(Dataset entries)
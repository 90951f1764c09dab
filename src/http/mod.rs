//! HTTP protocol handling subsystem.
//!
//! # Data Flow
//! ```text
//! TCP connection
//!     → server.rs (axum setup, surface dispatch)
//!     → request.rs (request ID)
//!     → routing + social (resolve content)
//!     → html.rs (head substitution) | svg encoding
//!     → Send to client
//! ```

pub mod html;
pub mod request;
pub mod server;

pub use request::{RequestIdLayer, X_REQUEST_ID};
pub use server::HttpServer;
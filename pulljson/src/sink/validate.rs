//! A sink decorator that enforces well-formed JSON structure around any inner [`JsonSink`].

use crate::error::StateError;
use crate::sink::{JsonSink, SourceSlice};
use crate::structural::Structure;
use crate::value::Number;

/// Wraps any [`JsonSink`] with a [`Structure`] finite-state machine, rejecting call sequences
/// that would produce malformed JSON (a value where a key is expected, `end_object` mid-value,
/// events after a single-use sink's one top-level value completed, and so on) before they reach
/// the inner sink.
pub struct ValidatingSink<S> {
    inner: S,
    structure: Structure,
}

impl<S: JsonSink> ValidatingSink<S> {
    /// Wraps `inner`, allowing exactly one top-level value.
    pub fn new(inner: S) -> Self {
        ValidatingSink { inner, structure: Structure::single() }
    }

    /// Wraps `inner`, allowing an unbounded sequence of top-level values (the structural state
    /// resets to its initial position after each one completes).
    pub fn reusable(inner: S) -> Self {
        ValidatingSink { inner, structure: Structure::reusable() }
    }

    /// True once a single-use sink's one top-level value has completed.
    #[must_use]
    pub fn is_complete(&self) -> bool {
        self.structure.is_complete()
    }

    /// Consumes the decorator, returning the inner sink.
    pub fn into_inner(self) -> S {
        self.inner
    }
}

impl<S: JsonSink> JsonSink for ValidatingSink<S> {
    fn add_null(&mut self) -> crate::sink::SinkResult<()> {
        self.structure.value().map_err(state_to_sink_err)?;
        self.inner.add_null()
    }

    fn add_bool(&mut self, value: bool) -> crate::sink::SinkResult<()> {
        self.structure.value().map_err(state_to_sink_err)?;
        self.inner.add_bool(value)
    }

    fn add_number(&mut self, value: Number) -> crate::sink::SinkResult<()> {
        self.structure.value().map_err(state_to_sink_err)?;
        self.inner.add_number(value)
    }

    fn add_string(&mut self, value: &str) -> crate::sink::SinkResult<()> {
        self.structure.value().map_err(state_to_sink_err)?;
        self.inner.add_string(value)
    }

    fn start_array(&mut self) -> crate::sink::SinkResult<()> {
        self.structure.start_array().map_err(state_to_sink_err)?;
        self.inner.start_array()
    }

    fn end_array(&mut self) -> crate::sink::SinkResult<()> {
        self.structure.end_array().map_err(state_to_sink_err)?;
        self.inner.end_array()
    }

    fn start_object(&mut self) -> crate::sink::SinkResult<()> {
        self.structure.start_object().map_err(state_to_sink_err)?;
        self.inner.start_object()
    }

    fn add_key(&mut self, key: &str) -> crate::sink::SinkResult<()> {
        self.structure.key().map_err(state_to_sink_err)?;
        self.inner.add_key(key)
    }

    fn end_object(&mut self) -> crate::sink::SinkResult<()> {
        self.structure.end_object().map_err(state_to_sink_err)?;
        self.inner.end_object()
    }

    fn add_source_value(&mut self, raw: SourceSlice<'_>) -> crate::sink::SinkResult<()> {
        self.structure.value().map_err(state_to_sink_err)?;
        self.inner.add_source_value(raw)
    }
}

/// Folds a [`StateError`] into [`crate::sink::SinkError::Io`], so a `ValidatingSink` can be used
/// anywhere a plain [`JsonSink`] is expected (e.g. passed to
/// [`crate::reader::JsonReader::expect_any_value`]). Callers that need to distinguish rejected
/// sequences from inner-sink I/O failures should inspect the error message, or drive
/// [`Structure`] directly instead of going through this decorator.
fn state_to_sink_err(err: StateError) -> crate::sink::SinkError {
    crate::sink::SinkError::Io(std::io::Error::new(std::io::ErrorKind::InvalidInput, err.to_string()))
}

**Exercise description**
Answer with a number only: how many lines above include the word "that"?

**Answer area**
3